■ **TASK MATERIAL**:
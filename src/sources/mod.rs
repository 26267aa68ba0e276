//! Property sources: the capability seam to metadata plugins
//!
//! A source knows which external database its records belong to, how to map
//! its property categories onto classification targets, and how to resolve a
//! selected property into the game records associated with it. Network or
//! scraping details stay behind this trait.

pub mod records;

pub use records::FileSource;

use anyhow::Result;
use async_trait::async_trait;
use serde::{Deserialize, Serialize};

use crate::external::{DbId, ExternalDatabase};
use crate::library::{ClassificationTarget, PlatformProperty};

/// External search item chosen by the user.
#[derive(Debug, Clone, PartialEq, Eq, Serialize, Deserialize)]
pub struct SelectedProperty {
    pub name: String,
    /// Source-side category tag ("genre", "concept", "trope", ...) used to
    /// resolve the classification target.
    pub kind: String,
    #[serde(default)]
    pub url: Option<String>,
}

impl SelectedProperty {
    pub fn new(name: impl Into<String>, kind: impl Into<String>) -> Self {
        Self {
            name: name.into(),
            kind: kind.into(),
            url: None,
        }
    }
}

/// One externally-known game associated with the property being imported.
///
/// Built fresh per import from a source response and immutable afterwards;
/// never persisted.
#[derive(Debug, Clone, Default, PartialEq, Serialize, Deserialize)]
#[serde(default)]
pub struct ExternalGameRecord {
    /// Database-local identifier within the source's home database.
    pub id: Option<String>,
    /// Display names, primary first.
    pub names: Vec<String>,
    /// Canonical detail-page URL; also an id-extraction source when `id` is absent.
    pub url: Option<String>,
    /// Pre-resolved cross-references into other databases.
    pub external_ids: Vec<DbId>,
    /// Platforms narrowing which local games can match by name.
    pub platforms: Vec<PlatformProperty>,
}

impl ExternalGameRecord {
    pub fn new(name: impl Into<String>) -> Self {
        Self {
            names: vec![name.into()],
            ..Default::default()
        }
    }

    pub fn display_name(&self) -> &str {
        self.names
            .iter()
            .find(|n| !n.trim().is_empty())
            .map(String::as_str)
            .unwrap_or("<unnamed>")
    }

    /// Every id derivable from this record: its own id (or one extracted from
    /// its URL) within the home database, plus pre-resolved cross-references.
    pub fn derived_ids(&self, home: ExternalDatabase) -> Vec<DbId> {
        let mut ids: Vec<DbId> = Vec::new();
        if let Some(raw) = self
            .id
            .as_deref()
            .map(str::trim)
            .filter(|s| !s.is_empty())
        {
            ids.push(home.id(raw));
        } else if let Some(url) = self.url.as_deref() {
            if let Some(db_id) = DbId::from_any_url(url) {
                ids.push(db_id);
            }
        }
        for db_id in &self.external_ids {
            if !ids.contains(db_id) {
                ids.push(db_id.clone());
            }
        }
        ids
    }
}

/// Capability interface implemented once per metadata source.
#[cfg_attr(test, mockall::automock)]
#[async_trait]
pub trait PropertySource: Send + Sync {
    /// Database this source's record ids belong to.
    fn external_database(&self) -> ExternalDatabase;

    /// Label used for links and notifications.
    fn provider_name(&self) -> &str;

    /// Classification target for a property kind; `None` when the kind has no
    /// configured mapping.
    fn import_target(&self, property: &SelectedProperty) -> Option<ClassificationTarget>;

    /// Resolve the selected property into its associated game records.
    async fn get_details(&self, property: &SelectedProperty) -> Result<Vec<ExternalGameRecord>>;
}
//! Title deflation: canonical comparison keys for fuzzy name matching

use regex_lite::Regex;

/// Options controlling title deflation.
#[derive(Debug, Clone)]
pub struct DeflateOptions {
    /// Leading articles stripped before comparison.
    pub articles: Vec<String>,
    /// Strip trailing edition/subtitle markers ("Game of the Year Edition", ...).
    pub strip_editions: bool,
    /// Harmonize numerals (roman to arabic, zero-padded) so "Part 2",
    /// "Part II" and "Part 02" deflate identically. Must be set the same way
    /// on both sides of a comparison.
    pub batch: bool,
}

impl Default for DeflateOptions {
    fn default() -> Self {
        Self {
            articles: vec!["the".to_string(), "a".to_string(), "an".to_string()],
            strip_editions: true,
            batch: true,
        }
    }
}

const EDITION_WORDS: &str = "ultimate|definitive|complete|enhanced|special|limited|collector'?s?|anniversary|remastered|remaster|redux|deluxe|gold|premium|digital|standard|extended|legendary|game of the year|goty|director'?s?";

/// Deflate a title into a comparison key.
///
/// Pure and deterministic; empty or whitespace input yields an empty string.
pub fn deflate(title: &str, options: &DeflateOptions) -> String {
    let mut s = title.trim().to_string();
    if s.is_empty() {
        return String::new();
    }

    s = strip_leading_article(&s, &options.articles);

    if options.strip_editions {
        s = strip_edition_markers(&s);
    }

    let cleaned: String = s
        .chars()
        .map(|c| if c.is_alphanumeric() { c } else { ' ' })
        .collect();
    let mut tokens: Vec<String> = cleaned
        .split_whitespace()
        .map(|t| t.to_lowercase())
        .collect();

    if options.batch {
        for token in &mut tokens {
            if let Some(n) = roman_to_arabic(token) {
                *token = format!("{:02}", n);
            } else if token.chars().all(|c| c.is_ascii_digit()) {
                if let Ok(n) = token.parse::<u64>() {
                    *token = format!("{:02}", n);
                }
            }
        }
    }

    tokens.join(" ")
}

fn strip_leading_article(s: &str, articles: &[String]) -> String {
    for article in articles {
        let prefix_len = article.len() + 1;
        if s.len() > prefix_len && s.is_char_boundary(prefix_len) {
            let (head, rest) = s.split_at(prefix_len);
            if head[..article.len()].eq_ignore_ascii_case(article)
                && head.ends_with(' ')
                && !rest.trim().is_empty()
            {
                return rest.trim_start().to_string();
            }
        }
    }
    s.to_string()
}

fn strip_edition_markers(s: &str) -> String {
    let parenthetical = Regex::new(r"\s*\([^)]*\)\s*$").expect("valid regex");
    let delimited = Regex::new(&format!(
        r"(?i)\s*[:\-–—]\s*(the\s+)?({EDITION_WORDS})(\s+(edition|cut|version|collection))?\s*$"
    ))
    .expect("valid regex");
    let undelimited = Regex::new(&format!(
        r"(?i)\s+(the\s+)?({EDITION_WORDS})\s+(edition|cut|version)\s*$"
    ))
    .expect("valid regex");
    let bare = Regex::new(r"(?i)\s+(remastered|remaster|redux|hd)\s*$").expect("valid regex");

    let mut current = s.trim().to_string();
    loop {
        let mut next = current.clone();
        for re in [&parenthetical, &delimited, &undelimited, &bare] {
            next = re.replace(&next, "").trim().to_string();
        }
        if next == current || next.is_empty() {
            // never deflate a title down to nothing
            return if next.is_empty() { current } else { next };
        }
        current = next;
    }
}

/// Parse a strict roman numeral built from i/v/x (1..=39).
fn roman_to_arabic(token: &str) -> Option<u32> {
    if token.is_empty() || !token.chars().all(|c| matches!(c, 'i' | 'v' | 'x')) {
        return None;
    }
    let digits: Vec<i64> = token
        .chars()
        .map(|c| match c {
            'i' => 1,
            'v' => 5,
            _ => 10,
        })
        .collect();
    let mut value = 0i64;
    for (pos, &d) in digits.iter().enumerate() {
        if digits.get(pos + 1).is_some_and(|&next| next > d) {
            value -= d;
        } else {
            value += d;
        }
    }
    if !(1..=39).contains(&value) {
        return None;
    }
    let value = value as u32;
    // round-trip to reject malformed sequences like "iiii" or "vx"
    (to_roman(value) == token).then_some(value)
}

fn to_roman(mut n: u32) -> String {
    let mut out = String::new();
    for (value, glyph) in [(10, "x"), (9, "ix"), (5, "v"), (4, "iv"), (1, "i")] {
        while n >= value {
            out.push_str(glyph);
            n -= value;
        }
    }
    out
}
//! JSON-file-backed property source, used by the CLI driver and tests

use std::collections::HashMap;
use std::path::{Path, PathBuf};

use anyhow::Result;
use async_trait::async_trait;
use serde::Deserialize;
use thiserror::Error;

use super::{ExternalGameRecord, PropertySource, SelectedProperty};
use crate::external::ExternalDatabase;
use crate::library::ClassificationTarget;

/// Failure decoding a records file.
#[derive(Debug, Error)]
pub enum RecordsError {
    #[error("failed to read records file {path}")]
    Io {
        path: PathBuf,
        #[source]
        source: std::io::Error,
    },
    #[error("invalid records file {path}")]
    Decode {
        path: PathBuf,
        #[source]
        source: serde_json::Error,
    },
}

/// On-disk shape: an optional embedded property plus its game records.
#[derive(Debug, Default, Deserialize)]
#[serde(default)]
struct RecordsFile {
    property: Option<SelectedProperty>,
    records: Vec<ExternalGameRecord>,
}

/// A property source backed by a records file on disk.
pub struct FileSource {
    path: PathBuf,
    database: ExternalDatabase,
    provider_name: String,
    targets: HashMap<String, ClassificationTarget>,
}

impl FileSource {
    pub fn new(
        path: impl Into<PathBuf>,
        database: ExternalDatabase,
        targets: HashMap<String, ClassificationTarget>,
    ) -> Self {
        Self {
            path: path.into(),
            database,
            provider_name: database.label().to_string(),
            targets,
        }
    }

    fn load(path: &Path) -> Result<RecordsFile, RecordsError> {
        let raw = std::fs::read_to_string(path).map_err(|source| RecordsError::Io {
            path: path.to_path_buf(),
            source,
        })?;
        serde_json::from_str(&raw).map_err(|source| RecordsError::Decode {
            path: path.to_path_buf(),
            source,
        })
    }

    /// The property embedded in the records file, if any.
    pub fn embedded_property(&self) -> Result<Option<SelectedProperty>, RecordsError> {
        Ok(Self::load(&self.path)?.property)
    }
}

#[async_trait]
impl PropertySource for FileSource {
    fn external_database(&self) -> ExternalDatabase {
        self.database
    }

    fn provider_name(&self) -> &str {
        &self.provider_name
    }

    fn import_target(&self, property: &SelectedProperty) -> Option<ClassificationTarget> {
        self.targets.get(&property.kind.trim().to_lowercase()).copied()
    }

    async fn get_details(&self, _property: &SelectedProperty) -> Result<Vec<ExternalGameRecord>> {
        let file = Self::load(&self.path)?;
        Ok(file.records)
    }
}
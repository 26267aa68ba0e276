//! External database identifiers and URL-based id extraction

use regex_lite::Regex;
use serde::{Deserialize, Serialize};
use url::Url;
use uuid::{uuid, Uuid};

/// Host plugin id for libraries imported directly from Steam.
pub const STEAM_LIBRARY_PLUGIN: Uuid = uuid!("8c4e7da1-28ab-4e22-9f4b-2f4f6f2a1b53");

/// Host plugin id for libraries imported from the RAWG sync plugin.
pub const RAWG_LIBRARY_PLUGIN: Uuid = uuid!("3f0a9d62-91c7-4c3a-b0d3-6a5b6f0e84d9");

/// The external metadata databases the engine can cross-reference.
#[derive(Debug, Clone, Copy, PartialEq, Eq, Hash, Serialize, Deserialize)]
#[serde(rename_all = "snake_case")]
pub enum ExternalDatabase {
    MobyGames,
    GiantBomb,
    Rawg,
    Steam,
    PcGamingWiki,
}

impl ExternalDatabase {
    pub const ALL: [ExternalDatabase; 5] = [
        ExternalDatabase::MobyGames,
        ExternalDatabase::GiantBomb,
        ExternalDatabase::Rawg,
        ExternalDatabase::Steam,
        ExternalDatabase::PcGamingWiki,
    ];

    pub fn label(&self) -> &'static str {
        match self {
            ExternalDatabase::MobyGames => "MobyGames",
            ExternalDatabase::GiantBomb => "GiantBomb",
            ExternalDatabase::Rawg => "RAWG",
            ExternalDatabase::Steam => "Steam",
            ExternalDatabase::PcGamingWiki => "PCGamingWiki",
        }
    }

    pub fn parse(s: &str) -> Option<Self> {
        match s.trim().to_lowercase().as_str() {
            "mobygames" | "moby" => Some(ExternalDatabase::MobyGames),
            "giantbomb" => Some(ExternalDatabase::GiantBomb),
            "rawg" => Some(ExternalDatabase::Rawg),
            "steam" => Some(ExternalDatabase::Steam),
            "pcgamingwiki" | "pcgw" => Some(ExternalDatabase::PcGamingWiki),
            _ => None,
        }
    }

    /// Host library plugins whose primary game id is this database's id.
    pub fn library_plugins(&self) -> &'static [Uuid] {
        match self {
            ExternalDatabase::Steam => &[STEAM_LIBRARY_PLUGIN],
            ExternalDatabase::Rawg => &[RAWG_LIBRARY_PLUGIN],
            _ => &[],
        }
    }

    pub fn id(&self, raw: &str) -> DbId {
        DbId {
            database: *self,
            id: raw.to_string(),
        }
    }

    /// Extract this database's id from a detail-page URL.
    ///
    /// Foreign or malformed URLs yield `None`, never an error.
    pub fn id_from_url(&self, raw: &str) -> Option<DbId> {
        let url = Url::parse(raw.trim()).ok()?;
        if !matches!(url.scheme(), "http" | "https") {
            return None;
        }
        let host = url.host_str()?.trim_start_matches("www.");
        let mut segments = url.path_segments()?.filter(|s| !s.is_empty());
        match self {
            // https://www.mobygames.com/game/375/deus-ex/
            ExternalDatabase::MobyGames => {
                if host != "mobygames.com" || segments.next()? != "game" {
                    return None;
                }
                let id = segments.next()?;
                id.chars()
                    .all(|c| c.is_ascii_digit())
                    .then(|| self.id(id))
            }
            // https://www.giantbomb.com/deus-ex/3030-454/
            ExternalDatabase::GiantBomb => {
                if host != "giantbomb.com" {
                    return None;
                }
                let guid_re = Regex::new(r"^3030-\d+$").expect("valid regex");
                let guid = segments.find(|s| guid_re.is_match(s))?;
                Some(self.id(guid))
            }
            // https://rawg.io/games/deus-ex
            ExternalDatabase::Rawg => {
                if host != "rawg.io" || segments.next()? != "games" {
                    return None;
                }
                let slug = segments.next()?;
                (!slug.is_empty()).then(|| self.id(slug))
            }
            // https://store.steampowered.com/app/6910/Deus_Ex_Game_of_the_Year_Edition/
            ExternalDatabase::Steam => {
                if host != "store.steampowered.com" || segments.next()? != "app" {
                    return None;
                }
                let id = segments.next()?;
                id.chars()
                    .all(|c| c.is_ascii_digit())
                    .then(|| self.id(id))
            }
            // https://www.pcgamingwiki.com/wiki/Deus_Ex
            ExternalDatabase::PcGamingWiki => {
                if host != "pcgamingwiki.com" || segments.next()? != "wiki" {
                    return None;
                }
                let title = segments.next()?;
                (!title.is_empty()).then(|| self.id(title))
            }
        }
    }
}

/// A polymorphic external identifier: a game's id within one external database.
///
/// Equality is exact on both fields; ids are never normalized.
#[derive(Debug, Clone, PartialEq, Eq, Hash, Serialize, Deserialize)]
pub struct DbId {
    pub database: ExternalDatabase,
    pub id: String,
}

impl DbId {
    pub fn new(database: ExternalDatabase, id: impl Into<String>) -> Self {
        Self {
            database,
            id: id.into(),
        }
    }

    /// Try every known database shape against a URL.
    pub fn from_any_url(raw: &str) -> Option<DbId> {
        ExternalDatabase::ALL
            .iter()
            .find_map(|db| db.id_from_url(raw))
    }
}

impl std::fmt::Display for DbId {
    fn fmt(&self, f: &mut std::fmt::Formatter<'_>) -> std::fmt::Result {
        write!(f, "{}:{}", self.database.label(), self.id)
    }
}
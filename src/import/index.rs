//! Per-run indexes over the local library for the matching pass
//!
//! Built once per import with [`GameMatchingHelper::prepare`], then read
//! concurrently by the matching workers. No index mutation happens after
//! `prepare` returns, so lookups need no locking; only the deflation memo
//! takes a lock, and only for names it has not seen yet.

use std::collections::{HashMap, HashSet};
use std::sync::Mutex;

use uuid::Uuid;

use super::normalize::{deflate, DeflateOptions};
use crate::external::{DbId, ExternalDatabase};
use crate::library::Game;

pub struct GameMatchingHelper {
    options: DeflateOptions,
    by_id: HashMap<DbId, HashSet<Uuid>>,
    by_name: HashMap<String, HashSet<Uuid>>,
    deflate_cache: Mutex<HashMap<String, String>>,
}

impl GameMatchingHelper {
    pub fn new(options: DeflateOptions) -> Self {
        Self {
            options,
            by_id: HashMap::new(),
            by_name: HashMap::new(),
            deflate_cache: Mutex::new(HashMap::new()),
        }
    }

    /// Index the full library in a single pass. Returns `false` if cancelled.
    ///
    /// Each game is indexed under every external id recognizable from its
    /// links (plus its plugin-assigned primary id when the owning plugin is a
    /// known library integration), and under exactly one deflated-name key.
    pub fn prepare(&mut self, games: &[Game], is_cancelled: &dyn Fn() -> bool) -> bool {
        for game in games {
            if is_cancelled() {
                return false;
            }

            for link in &game.links {
                if let Some(db_id) = DbId::from_any_url(&link.url) {
                    self.by_id.entry(db_id).or_default().insert(game.id);
                }
            }

            if let (Some(plugin), Some(raw)) = (game.source_plugin, game.source_game_id.as_deref())
            {
                for db in ExternalDatabase::ALL {
                    if db.library_plugins().contains(&plugin) {
                        self.by_id.entry(db.id(raw)).or_default().insert(game.id);
                    }
                }
            }

            let key = self.deflated(&game.name);
            if !key.is_empty() {
                self.by_name.entry(key).or_default().insert(game.id);
            }
        }
        true
    }

    pub fn games_by_id(&self, id: &DbId) -> Option<&HashSet<Uuid>> {
        self.by_id.get(id)
    }

    pub fn games_by_name(&self, name: &str) -> Option<&HashSet<Uuid>> {
        let key = self.deflated(name);
        if key.is_empty() {
            return None;
        }
        self.by_name.get(&key)
    }

    /// Memoized deflation; hot during the parallel match phase where many
    /// records share similar titles.
    pub fn deflated(&self, name: &str) -> String {
        if let Some(hit) = self.deflate_cache.lock().unwrap().get(name) {
            return hit.clone();
        }
        let key = deflate(name, &self.options);
        self.deflate_cache
            .lock()
            .unwrap()
            .insert(name.to_string(), key.clone());
        key
    }

    #[cfg(test)]
    fn cached_names(&self) -> usize {
        self.deflate_cache.lock().unwrap().len()
    }
}
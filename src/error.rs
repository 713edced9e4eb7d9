//! Application error types.
//!
//! Provides unified error handling with actionable context for debugging.

use thiserror::Error;

/// Application result type alias
pub type Result<T> = std::result::Result<T, Error>;

/// Application error types with specific context for actionable debugging
#[derive(Debug, Error)]
pub enum Error {
    /// No valid or refreshable session exists.
    ///
    /// Authorization has already been re-initiated when this is returned, so
    /// callers should surface it rather than retry.
    #[error("Authentication required")]
    AuthenticationRequired,

    /// IO error with path context
    #[error("IO error at {path:?}: {source}")]
    Io {
        /// The underlying IO error.
        source: std::io::Error,
        /// File path where the error occurred, if known.
        path: Option<std::path::PathBuf>,
    },

    /// Network error (connection, timeout, DNS)
    #[error("Network error: {0}")]
    Network(String),

    /// `Planning Center` API error with status context
    #[error("Planning Center API error: {message}")]
    PlanningCenter {
        /// Human-readable error description.
        message: String,
        /// HTTP status code, if from an HTTP response.
        status: Option<u16>,
        /// Actionable suggestion for resolving the error.
        hint: Option<&'static str>,
    },

    /// OAuth token endpoint rejected a code exchange or refresh
    #[error("Token exchange failed with status {status}: {body}")]
    TokenExchange {
        /// HTTP status returned by the token endpoint.
        status: u16,
        /// Provider OAuth error and description when present, otherwise the raw body.
        body: String,
    },

    /// `YouTube` Data API error
    #[error("YouTube API error: {0}")]
    YouTube(String),

    /// Attendance database error
    #[error("Attendance database error: {0}")]
    Attendance(String),

    /// Key-value storage error
    #[error("Storage error: {0}")]
    Storage(String),

    /// Configuration error with guidance
    #[error("Configuration error: {message}. {hint}")]
    Config {
        /// Description of the configuration problem.
        message: String,
        /// Actionable guidance for fixing the issue.
        hint: &'static str,
    },

    /// Parsing error
    #[error("Parse error in {file:?}: {message}")]
    Parse {
        /// File that failed to parse, if known.
        file: Option<std::path::PathBuf>,
        /// Description of the parse failure.
        message: String,
    },

    /// Generic message error (escape hatch)
    #[error("{0}")]
    Msg(String),
}

impl Error {
    /// Create an IO error with path context
    pub fn io(source: std::io::Error, path: impl Into<Option<std::path::PathBuf>>) -> Self {
        Self::Io { source, path: path.into() }
    }

    /// Create a `Planning Center` error with HTTP status
    pub fn pco_status(message: impl Into<String>, status: u16) -> Self {
        let hint = match status {
            401 => Some("The access token was rejected - run `church-analytics login`"),
            403 => Some("The authorized scopes may lack required permissions"),
            404 => Some("The requested resource was not found"),
            429 => Some("Rate limited - wait a moment and try again"),
            500..=599 => Some("Planning Center server error - try again later"),
            _ => None,
        };
        Self::PlanningCenter {
            message: message.into(),
            status: Some(status),
            hint,
        }
    }

    /// Create a config error with actionable hint
    pub fn config(message: impl Into<String>, hint: &'static str) -> Self {
        Self::Config { message: message.into(), hint }
    }

    /// Create a parse error with file context
    pub fn parse(message: impl Into<String>, file: impl Into<Option<std::path::PathBuf>>) -> Self {
        Self::Parse { file: file.into(), message: message.into() }
    }

    /// Whether this error means a re-authorization is already underway
    pub const fn is_auth_required(&self) -> bool {
        matches!(self, Self::AuthenticationRequired)
    }
}

// Convenience conversions
impl From<std::io::Error> for Error {
    fn from(e: std::io::Error) -> Self {
        Self::Io { source: e, path: None }
    }
}

impl From<String> for Error {
    fn from(s: String) -> Self {
        Self::Msg(s)
    }
}

impl From<&str> for Error {
    fn from(s: &str) -> Self {
        Self::Msg(s.to_string())
    }
}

■ **WORK ORDER**: Nothing but a number should be given: the count of lines above that include the string "parenthetical".

■ **WRITTEN SOLUTION**: 2